The Theatinerstrasse
Culture and shopping are closely connected in this triangle. Theatinerstrasse, with its elegant boutiques, is one of the top places to stroll. Coming from Marienplatz, you will notice an unusual façade of bronzed perforated metal plate mid-way on the left-hand side. It harbors the “Fünf Höfe” with the Kunsthalle at its heart, an exhibition forum of the HypoVereinsbank that has become a public attraction thanks to its spectacular art shows.
Opposite, a ramified passageway takes you to Residenzstrasse. The unique backdrop of Max-Joseph-Platz now spreads before you: To the right is Bavaria’s former centralmint with a wonderfully curved front; straight ahead, hidden behind a columned portico is the opera. To the left lies the massive Residenz, the erstwhile seat of the Wittelsbacher dynasty. The façade recalls the Palazzo Pitti in Florence,which indeed served as inspiration for the famous architect Leo von Klenzewhen preparing the Residenz blueprints.
More luxury boutiques await you on Residenzstrasse. Further down, in the shadow of the Residenz, two detours are worth your while: First, there is the “Preysingpalais“ at No. 27 on the corner of Viscardigasse. It was the first Rococo palace built by the renowned architect Josef Effner in 1723. Using stucco on the façade at the time was a novelty. The other detour is diagonally opposite. A passageway leads to one of the most beautiful interior yards of the Residenz, the Brunnenhof, where the legendary “Serenade Concerts” are held, weather permitting.
The Hofgarten

The Hofgarten park, which was laid out in 1613–1617, goes back to the reign of Maximilian I. Especially attractive are the Hofgarten gate and the archway that was added by Leo von Klenze at the beginning of the 19th century in order to create an architectural link from the Residenz to the newly built Ludwigstrasse. The Diana Temple in the center of the garden is assumed to be a work by Heinrich Schön the Elder from the year 1615.
The Residenzstrasse
A little further on, Residenzstrasse opens up onto an unusual plaza, Odeonsplatz. It acts both as an end and a beginning, marking not only the boundary of the Old Town, but also the entrance to the magnificent Ludwigstrasse, which extended the city considerably to the north in the 19th century. The Feldherrnhalle acts as a wonderful link between the Residenz and the Theatinerkirche. Here too, the inspiration came from Florence: this time it was the Loggia dei Lanzi.

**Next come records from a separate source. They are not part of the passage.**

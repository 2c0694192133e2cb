use std::str::FromStr;
use std::time::Duration;

use anyhow::{Context, Result};

/// Upload cap applied to the whole `/analyze` request body.
pub const DEFAULT_MAX_UPLOAD_BYTES: usize = 10 * 1024 * 1024;

/// Application configuration loaded from environment variables.
/// Every variable has a default; malformed values fail startup.
#[derive(Debug, Clone)]
pub struct Config {
    pub port: u16,
    pub rust_log: String,
    pub gemini_model: String,
    pub gemini_api_base: String,
    pub llm_timeout: Duration,
    pub llm_max_attempts: u32,
    pub llm_retry_base: Duration,
    pub max_upload_bytes: usize,
}

impl Default for Config {
    fn default() -> Self {
        Config {
            port: 5000,
            rust_log: "info".to_string(),
            gemini_model: "gemini-2.0-flash".to_string(),
            gemini_api_base: "https://generativelanguage.googleapis.com".to_string(),
            llm_timeout: Duration::from_secs(120),
            llm_max_attempts: 3,
            llm_retry_base: Duration::from_millis(1000),
            max_upload_bytes: DEFAULT_MAX_UPLOAD_BYTES,
        }
    }
}

impl Config {
    pub fn from_env() -> Result<Self> {
        dotenvy::dotenv().ok(); // load .env if present; ignore if missing

        let defaults = Config::default();
        let max_attempts: u32 = parse_env("LLM_MAX_ATTEMPTS", defaults.llm_max_attempts)?;
        if max_attempts == 0 {
            anyhow::bail!("LLM_MAX_ATTEMPTS must be at least 1");
        }

        Ok(Config {
            port: parse_env("PORT", defaults.port)?,
            rust_log: std::env::var("RUST_LOG").unwrap_or(defaults.rust_log),
            gemini_model: std::env::var("GEMINI_MODEL").unwrap_or(defaults.gemini_model),
            gemini_api_base: std::env::var("GEMINI_API_BASE")
                .map(|base| base.trim_end_matches('/').to_string())
                .unwrap_or(defaults.gemini_api_base),
            llm_timeout: Duration::from_secs(parse_env(
                "LLM_TIMEOUT_SECS",
                defaults.llm_timeout.as_secs(),
            )?),
            llm_max_attempts: max_attempts,
            llm_retry_base: Duration::from_millis(parse_env(
                "LLM_RETRY_BASE_MS",
                defaults.llm_retry_base.as_millis() as u64,
            )?),
            max_upload_bytes: parse_env("MAX_UPLOAD_BYTES", defaults.max_upload_bytes)?,
        })
    }

    /// Upload cap in megabytes as shown to clients, rounded up so a
    /// non-aligned cap is never reported below the real limit.
    pub fn max_upload_mb(&self) -> usize {
        self.max_upload_bytes.div_ceil(1024 * 1024)
    }
}

fn parse_env<T>(key: &str, default: T) -> Result<T>
where
    T: FromStr,
    T::Err: std::error::Error + Send + Sync + 'static,
{
    match std::env::var(key) {
        Ok(raw) => raw
            .trim()
            .parse::<T>()
            .with_context(|| format!("Environment variable '{key}' has an invalid value: {raw}")),
        Err(_) => Ok(default),
    }
}

#[cfg(test)]
mod tests {
    use super::*;

    #[test]
    fn test_default_upload_cap_is_ten_megabytes() {
        let config = Config::default();
        assert_eq!(config.max_upload_bytes, 10 * 1024 * 1024);
        assert_eq!(config.max_upload_mb(), 10);
    }

    #[test]
    fn test_unaligned_upload_cap_rounds_up() {
        let config = Config {
            max_upload_bytes: 5 * 1024 * 1024 + 512 * 1024,
            ..Config::default()
        };
        assert_eq!(config.max_upload_mb(), 6);
    }

    #[test]
    fn test_parse_env_falls_back_to_default_when_unset() {
        let value: u32 = parse_env("CV_ANALYZER_TEST_UNSET_VARIABLE", 7).unwrap();
        assert_eq!(value, 7);
    }
}
use axum::response::Html;

const INDEX_HTML: &str = include_str!("../../static/index.html");

/// GET /
/// Serves the upload page.
pub async fn index_handler() -> Html<&'static str> {
    Html(INDEX_HTML)
}
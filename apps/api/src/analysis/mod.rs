// CV analysis: request validation, prompt building, model call with retry,
// and normalization of the model's answer.
// All model calls go through llm_client::ModelClient.

pub mod analyzer;
pub mod handlers;
pub mod normalizer;
pub mod prompts;
pub mod retry;
pub mod validation;
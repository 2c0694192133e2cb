//! Text extraction: turns an uploaded résumé into plain text.
//!
//! Strategy is picked from the filename's lowercase extension. Parsing is
//! synchronous and CPU-bound; handlers run it on the blocking pool.

pub mod docx;
pub mod pdf;

use thiserror::Error;

/// Extensions accepted by the upload form.
pub const ALLOWED_EXTENSIONS: [&str; 4] = ["pdf", "doc", "docx", "txt"];

#[derive(Debug, Error)]
pub enum ExtractionError {
    /// No strategy exists for this file. The message is shown to the client.
    #[error("{0}")]
    UnsupportedFormat(String),

    /// The file could not be parsed (corrupt, wrong encoding, parser panic).
    #[error("extraction failed: {0}")]
    Failed(String),
}

#[derive(Debug, Clone, Copy, PartialEq, Eq)]
pub enum DocumentKind {
    Pdf,
    LegacyDoc,
    Docx,
    PlainText,
}

impl DocumentKind {
    /// Maps an extension (without the dot, any case) to a document kind.
    pub fn from_extension(extension: &str) -> Option<Self> {
        match extension.to_ascii_lowercase().as_str() {
            "pdf" => Some(DocumentKind::Pdf),
            "doc" => Some(DocumentKind::LegacyDoc),
            "docx" => Some(DocumentKind::Docx),
            "txt" => Some(DocumentKind::PlainText),
            _ => None,
        }
    }

    pub fn from_filename(filename: &str) -> Option<Self> {
        file_extension(filename).and_then(Self::from_extension)
    }
}

/// Returns the text after the last dot, or `None` when there is no dot.
pub fn file_extension(filename: &str) -> Option<&str> {
    filename
        .rsplit_once('.')
        .map(|(_, ext)| ext)
        .filter(|ext| !ext.is_empty())
}

/// Extracts plain text from `data`, dispatching on `filename`'s extension.
pub fn extract_text(filename: &str, data: &[u8]) -> Result<String, ExtractionError> {
    let kind = DocumentKind::from_filename(filename).ok_or_else(|| {
        ExtractionError::UnsupportedFormat("Unsupported file format".to_string())
    })?;

    match kind {
        DocumentKind::Pdf => pdf::extract_pdf_text(data),
        DocumentKind::Docx => docx::extract_docx_text(data),
        DocumentKind::PlainText => extract_plain_text(data),
        // Word 97-2003 binaries have no parser here; a .doc that is really a
        // DOCX container (renamed file) is still readable.
        DocumentKind::LegacyDoc if docx::is_zip_container(data) => docx::extract_docx_text(data),
        DocumentKind::LegacyDoc => Err(ExtractionError::UnsupportedFormat(
            "Legacy .doc files cannot be read. Please save the CV as .docx or PDF and try again."
                .to_string(),
        )),
    }
}

fn extract_plain_text(data: &[u8]) -> Result<String, ExtractionError> {
    let text = std::str::from_utf8(data)
        .map_err(|e| ExtractionError::Failed(format!("text file is not valid UTF-8: {e}")))?;
    Ok(text.trim_start_matches('\u{feff}').to_string())
}
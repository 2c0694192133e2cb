//! Response normalizer: turns whatever the model wrote into an `AnalysisResult`.
//!
//! Never fails: unparseable output becomes a fixed fallback, missing fields
//! become "Not available", numeric fields fall back to 0.

use serde::Serialize;
use serde_json::{Map, Value};
use tracing::warn;

use crate::llm_client::strip_json_fences;

pub const NOT_AVAILABLE: &str = "Not available";
const BULLET: &str = "• ";

/// The six-field verdict returned to the browser.
#[derive(Debug, Clone, PartialEq, Eq, Serialize)]
pub struct AnalysisResult {
    pub matching_analysis: String,
    pub description: String,
    pub score: u8,
    pub recommendation: String,
    #[serde(rename = "ats-friendly")]
    pub ats_friendly: u8,
    #[serde(rename = "ats-recommendation")]
    pub ats_recommendation: String,
}

impl AnalysisResult {
    /// Returned when the model's answer is not a JSON object.
    pub fn fallback() -> Self {
        AnalysisResult {
            matching_analysis: "Error processing response".to_string(),
            description: "Unable to analyze".to_string(),
            score: 0,
            recommendation: "Please try again".to_string(),
            ats_friendly: 0,
            ats_recommendation: "Please try again".to_string(),
        }
    }
}

/// Parses and sanitizes raw model output.
pub fn normalize_response(raw: &str) -> AnalysisResult {
    let body = strip_json_fences(raw);

    let fields = match serde_json::from_str::<Value>(body) {
        Ok(Value::Object(fields)) => fields,
        Ok(other) => {
            warn!("Model answered with non-object JSON ({})", json_kind(&other));
            return AnalysisResult::fallback();
        }
        Err(e) => {
            warn!("Model answer is not valid JSON: {e}");
            return AnalysisResult::fallback();
        }
    };

    AnalysisResult {
        matching_analysis: text_field(&fields, "matching_analysis"),
        description: text_field(&fields, "description"),
        score: score_field(&fields, "score"),
        recommendation: text_field(&fields, "recommendation"),
        ats_friendly: score_field(&fields, "ats-friendly"),
        ats_recommendation: text_field(&fields, "ats-recommendation"),
    }
}

fn text_field(fields: &Map<String, Value>, key: &str) -> String {
    let raw = match fields.get(key) {
        None | Some(Value::Null) => return NOT_AVAILABLE.to_string(),
        Some(Value::String(s)) => s.clone(),
        Some(Value::Array(items)) => items
            .iter()
            .map(|item| match item {
                Value::String(s) => s.clone(),
                other => other.to_string(),
            })
            .collect::<Vec<_>>()
            .join("\n"),
        Some(other) => other.to_string(),
    };
    format_bullets(&raw)
}

fn score_field(fields: &Map<String, Value>, key: &str) -> u8 {
    fields.get(key).map(coerce_score).unwrap_or(0)
}

/// Coerces a model-supplied score to 0–100. Accepts numbers and numeric
/// strings with an optional trailing `%`; anything else is 0.
pub fn coerce_score(value: &Value) -> u8 {
    let parsed = match value {
        Value::Number(n) => n.as_f64(),
        Value::String(s) => {
            let s = s.trim();
            let s = s.strip_suffix('%').unwrap_or(s).trim();
            s.parse::<f64>().ok()
        }
        _ => None,
    };

    match parsed {
        Some(n) if n.is_finite() => n.trunc().clamp(0.0, 100.0) as u8,
        _ => 0,
    }
}

/// One bullet per non-empty line, separated by a blank line.
/// `- x` becomes `• x`; lines without a bullet get one.
pub fn format_bullets(text: &str) -> String {
    text.lines()
        .map(str::trim)
        .filter(|line| !line.is_empty())
        .map(|line| {
            if let Some(rest) = line.strip_prefix("- ") {
                format!("{BULLET}{rest}")
            } else if line.starts_with(BULLET) {
                line.to_string()
            } else {
                format!("{BULLET}{line}")
            }
        })
        .collect::<Vec<_>>()
        .join("\n\n")
}

fn json_kind(value: &Value) -> &'static str {
    match value {
        Value::Null => "null",
        Value::Bool(_) => "bool",
        Value::Number(_) => "number",
        Value::String(_) => "string",
        Value::Array(_) => "array",
        Value::Object(_) => "object",
    }
}
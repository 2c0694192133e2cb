use std::io::{Cursor, Read};

use quick_xml::escape::resolve_predefined_entity;
use quick_xml::events::Event;
use quick_xml::Reader;

use super::ExtractionError;

const ZIP_MAGIC: &[u8] = b"PK\x03\x04";

/// True when `data` starts with a ZIP local file header, as every DOCX does.
pub fn is_zip_container(data: &[u8]) -> bool {
    data.starts_with(ZIP_MAGIC)
}

/// Extracts paragraph text from a DOCX file, one line per paragraph.
pub fn extract_docx_text(data: &[u8]) -> Result<String, ExtractionError> {
    read_document_xml(data)
        .and_then(|xml| paragraphs_from_xml(&xml))
        .map_err(|e| ExtractionError::Failed(format!("DOCX parse error: {e}")))
}

fn read_document_xml(data: &[u8]) -> anyhow::Result<String> {
    let mut archive = zip::ZipArchive::new(Cursor::new(data))?;
    let mut document_file = archive.by_name("word/document.xml")?;
    let mut xml = String::new();
    document_file.read_to_string(&mut xml)?;
    Ok(xml)
}

/// Walks `word/document.xml`. Only `w:t` content inside a paragraph counts;
/// run-level `w:tab`/`w:br` become `\t`/`\n`. Paragraphs nested in text
/// boxes are emitted as their own lines.
fn paragraphs_from_xml(xml: &str) -> anyhow::Result<String> {
    let mut reader = Reader::from_str(xml);

    let mut buf = Vec::new();
    let mut open_paragraphs: Vec<String> = Vec::new();
    let mut run_depth = 0usize;
    let mut in_text = false;
    let mut out = String::new();

    loop {
        match reader.read_event_into(&mut buf)? {
            Event::Start(e) => match e.local_name().as_ref() {
                b"p" => open_paragraphs.push(String::new()),
                b"r" => run_depth += 1,
                b"t" => in_text = run_depth > 0,
                _ => {}
            },
            Event::End(e) => match e.local_name().as_ref() {
                b"p" => {
                    if let Some(paragraph) = open_paragraphs.pop() {
                        out.push_str(&paragraph);
                        out.push('\n');
                    }
                }
                b"r" => run_depth = run_depth.saturating_sub(1),
                b"t" => in_text = false,
                _ => {}
            },
            Event::Empty(e) => match e.local_name().as_ref() {
                b"p" => out.push('\n'),
                b"tab" if run_depth > 0 => push_to_current(&mut open_paragraphs, "\t"),
                b"br" | b"cr" if run_depth > 0 => push_to_current(&mut open_paragraphs, "\n"),
                _ => {}
            },
            Event::Text(e) if in_text => {
                push_to_current(&mut open_paragraphs, &e.xml_content()?);
            }
            Event::GeneralRef(e) if in_text => {
                if let Some(ch) = e.resolve_char_ref()? {
                    let mut encoded = [0u8; 4];
                    push_to_current(&mut open_paragraphs, ch.encode_utf8(&mut encoded));
                } else if let Some(resolved) = resolve_predefined_entity(&e.decode()?) {
                    push_to_current(&mut open_paragraphs, resolved);
                }
            }
            Event::Eof => break,
            _ => {}
        }

        buf.clear();
    }

    Ok(out)
}

fn push_to_current(open_paragraphs: &mut [String], text: &str) {
    if let Some(current) = open_paragraphs.last_mut() {
        current.push_str(text);
    }
}

#[cfg(test)]
pub(crate) mod tests {
    use std::io::Write;

    use super::*;

    /// Builds a minimal DOCX archive whose body holds the given paragraph XML.
    pub(crate) fn build_docx(paragraphs: &[&str]) -> Vec<u8> {
        let xml = format!(
            r#"<?xml version="1.0" encoding="UTF-8" standalone="yes"?>
<w:document xmlns:w="http://schemas.openxmlformats.org/wordprocessingml/2006/main"><w:body>{}</w:body></w:document>"#,
            paragraphs.concat()
        );

        let mut writer = zip::ZipWriter::new(Cursor::new(Vec::new()));
        writer
            .start_file("word/document.xml", zip::write::SimpleFileOptions::default())
            .unwrap();
        writer.write_all(xml.as_bytes()).unwrap();
        writer.finish().unwrap().into_inner()
    }

    #[test]
    fn test_paragraphs_joined_with_newlines() {
        let data = build_docx(&[
            "<w:p><w:r><w:t>Jane Doe</w:t></w:r></w:p>",
            "<w:p><w:r><w:t xml:space=\"preserve\">Senior </w:t></w:r><w:r><w:t>Engineer</w:t></w:r></w:p>",
        ]);
        assert_eq!(extract_docx_text(&data).unwrap(), "Jane Doe\nSenior Engineer\n");
    }

    #[test]
    fn test_empty_paragraphs_are_kept_as_blank_lines() {
        let data = build_docx(&[
            "<w:p><w:r><w:t>Skills</w:t></w:r></w:p>",
            "<w:p/>",
            "<w:p><w:pPr><w:jc w:val=\"left\"/></w:pPr></w:p>",
            "<w:p><w:r><w:t>Rust</w:t></w:r></w:p>",
        ]);
        assert_eq!(extract_docx_text(&data).unwrap(), "Skills\n\n\nRust\n");
    }

    #[test]
    fn test_run_tabs_and_breaks_ignore_tab_stop_definitions() {
        let data = build_docx(&[concat!(
            "<w:p><w:pPr><w:tabs><w:tab w:val=\"left\" w:pos=\"720\"/></w:tabs></w:pPr>",
            "<w:r><w:t>2019</w:t><w:tab/><w:t>Acme</w:t><w:br/><w:t>Lead</w:t></w:r></w:p>"
        )]);
        assert_eq!(extract_docx_text(&data).unwrap(), "2019\tAcme\nLead\n");
    }

    #[test]
    fn test_entities_are_resolved() {
        let data = build_docx(&["<w:p><w:r><w:t>R&amp;D &#8211; QA</w:t></w:r></w:p>"]);
        assert_eq!(extract_docx_text(&data).unwrap(), "R&D \u{2013} QA\n");
    }

    #[test]
    fn test_deleted_text_is_skipped() {
        let data = build_docx(&[
            "<w:p><w:r><w:t>Kept</w:t></w:r><w:del><w:r><w:delText>Gone</w:delText></w:r></w:del></w:p>",
        ]);
        assert_eq!(extract_docx_text(&data).unwrap(), "Kept\n");
    }

    #[test]
    fn test_empty_document_yields_empty_text() {
        let data = build_docx(&[]);
        assert_eq!(extract_docx_text(&data).unwrap(), "");
    }

    #[test]
    fn test_non_zip_input_fails() {
        let err = extract_docx_text(b"definitely not a zip archive").unwrap_err();
        assert!(matches!(err, ExtractionError::Failed(_)));
        assert!(!is_zip_container(b"definitely not a zip archive"));
    }
}
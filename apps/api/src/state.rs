use std::sync::Arc;

use crate::analysis::retry::RetryPolicy;
use crate::config::Config;
use crate::llm_client::ModelClient;

/// Shared application state injected into all route handlers via Axum extractors.
/// Immutable after startup; nothing here is per-user.
#[derive(Clone)]
pub struct AppState {
    pub config: Config,
    /// Pluggable model backend. Default: GeminiClient. Tests inject a fake.
    pub model: Arc<dyn ModelClient>,
    pub retry_policy: RetryPolicy,
}
// ---------------------------------------------------------------------------
// Tests
// ---------------------------------------------------------------------------

#[cfg(test)]
mod tests {
    use super::*;

    fn snapshot_with_energy(energy: f64) -> FactSnapshot {
        FactSnapshot::builder()
            .energy(energy)
            .build_with_time("2026-08-07 12:00")
    }

    fn output_with_echo(echo: serde_json::Value) -> ModelOutput {
        ModelOutput::parse(
            &serde_json::json!({ "speech": "all steady here", "fact_echo": echo }).to_string(),
        )
    }

    // -- parsing --

    #[test]
    fn parse_full_json_separates_speech_and_echo() {
        let raw = serde_json::json!({
            "speech": "feeling fine",
            "internal_thought": "I'm a language model pretending otherwise",
            "fact_echo": { "energy": 23 }
        })
        .to_string();

        let output = ModelOutput::parse(&raw);
        assert_eq!(output.speech, "feeling fine");
        let echo = output.fact_echo.unwrap();
        assert_eq!(echo["energy"], serde_json::json!(23));
    }

    #[test]
    fn parse_plain_text_has_no_echo() {
        let output = ModelOutput::parse("just chatting, nothing structured");
        assert_eq!(output.speech, "just chatting, nothing structured");
        assert!(output.fact_echo.is_none());
    }

    #[test]
    fn parse_embedded_echo_in_plain_text() {
        let raw = r#"Here's where things stand. "fact_echo": {"energy": 23, "time": "2026-08-07 12:00"} — all good."#;
        let output = ModelOutput::parse(raw);
        let echo = output.fact_echo.expect("embedded echo should be found");
        assert_eq!(echo["energy"], serde_json::json!(23));
    }

    #[test]
    fn parse_embedded_echo_handles_nested_braces_in_strings() {
        let raw = r#"note "fact_echo": {"label": "curly {brace} text", "energy": 5}"#;
        let output = ModelOutput::parse(raw);
        let echo = output.fact_echo.unwrap();
        assert_eq!(echo["label"], serde_json::json!("curly {brace} text"));
    }

    #[test]
    fn parse_malformed_embedded_echo_is_treated_as_plain_text() {
        let output = ModelOutput::parse(r#"broken "fact_echo": {"energy": 23"#);
        assert!(output.fact_echo.is_none());
    }

    // -- numeric comparison --

    #[test]
    fn matching_facts_produce_no_issues() {
        let report = check_fact_echo(
            &snapshot_with_energy(23.0),
            &output_with_echo(serde_json::json!({ "energy": 23, "time": "2026-08-07 12:00" })),
        );
        assert!(report.issues.is_empty());
        assert!(report.mutated_facts.is_empty());
        assert!(report.missing_facts.is_empty());
    }

    #[test]
    fn value_inside_tolerance_band_passes() {
        let report = check_fact_echo(
            &snapshot_with_energy(23.0),
            &output_with_echo(serde_json::json!({ "energy": 23.001, "time": "2026-08-07 12:00" })),
        );
        assert!(report.mutated_facts.is_empty());
    }

    #[test]
    fn value_outside_tolerance_band_is_a_mutation() {
        let report = check_fact_echo(
            &snapshot_with_energy(23.0),
            &output_with_echo(serde_json::json!({ "energy": 23.5, "time": "2026-08-07 12:00" })),
        );
        assert_eq!(report.mutated_facts, vec!["energy"]);
        let issue = &report.issues[0];
        assert_eq!(issue.kind, IssueKind::FactMutation);
        assert_eq!(issue.severity, 0.8);
        assert_eq!(issue.expected.as_deref(), Some("23"));
    }

    #[test]
    fn numeric_string_echo_coerces() {
        let report = check_fact_echo(
            &snapshot_with_energy(23.0),
            &output_with_echo(serde_json::json!({ "energy": "23", "time": "2026-08-07 12:00" })),
        );
        assert!(report.mutated_facts.is_empty());
    }

    #[test]
    fn non_numeric_echo_of_numeric_fact_is_a_mutation() {
        let report = check_fact_echo(
            &snapshot_with_energy(23.0),
            &output_with_echo(serde_json::json!({ "energy": "plenty", "time": "2026-08-07 12:00" })),
        );
        assert_eq!(report.mutated_facts, vec!["energy"]);
    }

    #[test]
    fn near_zero_facts_use_the_absolute_floor() {
        let snapshot = FactSnapshot::builder()
            .fact("drift", 0.0)
            .build_with_time("2026-08-07 12:00");
        let close = output_with_echo(serde_json::json!({ "drift": 0.005, "time": "2026-08-07 12:00" }));
        let far = output_with_echo(serde_json::json!({ "drift": 0.5, "time": "2026-08-07 12:00" }));

        assert!(check_fact_echo(&snapshot, &close).mutated_facts.is_empty());
        assert_eq!(check_fact_echo(&snapshot, &far).mutated_facts, vec!["drift"]);
    }

    // -- textual comparison --

    #[test]
    fn text_fact_requires_exact_match_after_trim() {
        let snapshot = FactSnapshot::builder()
            .fact("mood", "steady")
            .build_with_time("2026-08-07 12:00");

        let same = output_with_echo(
            serde_json::json!({ "mood": " steady ", "time": "2026-08-07 12:00" }),
        );
        assert!(check_fact_echo(&snapshot, &same).mutated_facts.is_empty());

        let different =
            output_with_echo(serde_json::json!({ "mood": "frantic", "time": "2026-08-07 12:00" }));
        assert_eq!(check_fact_echo(&snapshot, &different).mutated_facts, vec!["mood"]);
    }

    #[test]
    fn numeric_echo_of_numeric_text_fact_matches() {
        // The snapshot may carry "23" as text (e.g. prices injected as strings).
        let snapshot = FactSnapshot::builder()
            .fact("btc_price", "45000")
            .build_with_time("2026-08-07 12:00");
        let output =
            output_with_echo(serde_json::json!({ "btc_price": 45000, "time": "2026-08-07 12:00" }));
        assert!(check_fact_echo(&snapshot, &output).mutated_facts.is_empty());
    }

    // -- missing and extra keys --

    #[test]
    fn missing_optional_fact_is_an_approximation() {
        let report = check_fact_echo(
            &snapshot_with_energy(23.0),
            &output_with_echo(serde_json::json!({ "time": "2026-08-07 12:00" })),
        );
        assert_eq!(report.missing_facts, vec!["energy"]);
        assert!(!report.missing_required);
        assert_eq!(report.issues[0].kind, IssueKind::FactApproximation);
        assert_eq!(report.issues[0].severity, 0.3);
    }

    #[test]
    fn missing_time_flags_required() {
        let report = check_fact_echo(
            &snapshot_with_energy(23.0),
            &output_with_echo(serde_json::json!({ "energy": 23 })),
        );
        assert!(report.missing_required);
        assert!(report.missing_facts.contains(&"time".to_string()));
    }

    #[test]
    fn extra_echoed_keys_are_ignored() {
        let report = check_fact_echo(
            &snapshot_with_energy(23.0),
            &output_with_echo(serde_json::json!({
                "energy": 23,
                "time": "2026-08-07 12:00",
                "vibes": "immaculate"
            })),
        );
        assert!(report.issues.is_empty());
    }

    #[test]
    fn absent_echo_reports_nothing_but_flags_absence() {
        let report = check_fact_echo(
            &snapshot_with_energy(23.0),
            &ModelOutput::parse("no structure here at all"),
        );
        assert!(!report.echo_present);
        assert!(report.issues.is_empty());
    }
}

Even the baroque Theatinerkirche, the crowning glory of the street bearing its name, exudes a great deal of Italian flair. In fact several Italian architects were entrusted with the artistic design of this court church. Particularly impressive are the barrel vault, the crossing dome, the high altar and the burial vault of the Wittelsbacher dynasty that lies beneath it. The most attractive view of this “Italian“ tableau is from the Hofgarten, which begins to the right behind the archway.

The Lions are loose
For Berlin’s inhabitants, the symbol is a bear – for Munich’s citizens, its a lion. He not only sits in coats of arms, he stands proud on monuments, and now he also runs around streets and squares - so loud and colorfully, that you may ask yourself what else he’s capable of.
Here in the Residenzstrasse, passers by even rub his nose, which is supposed to bring luck.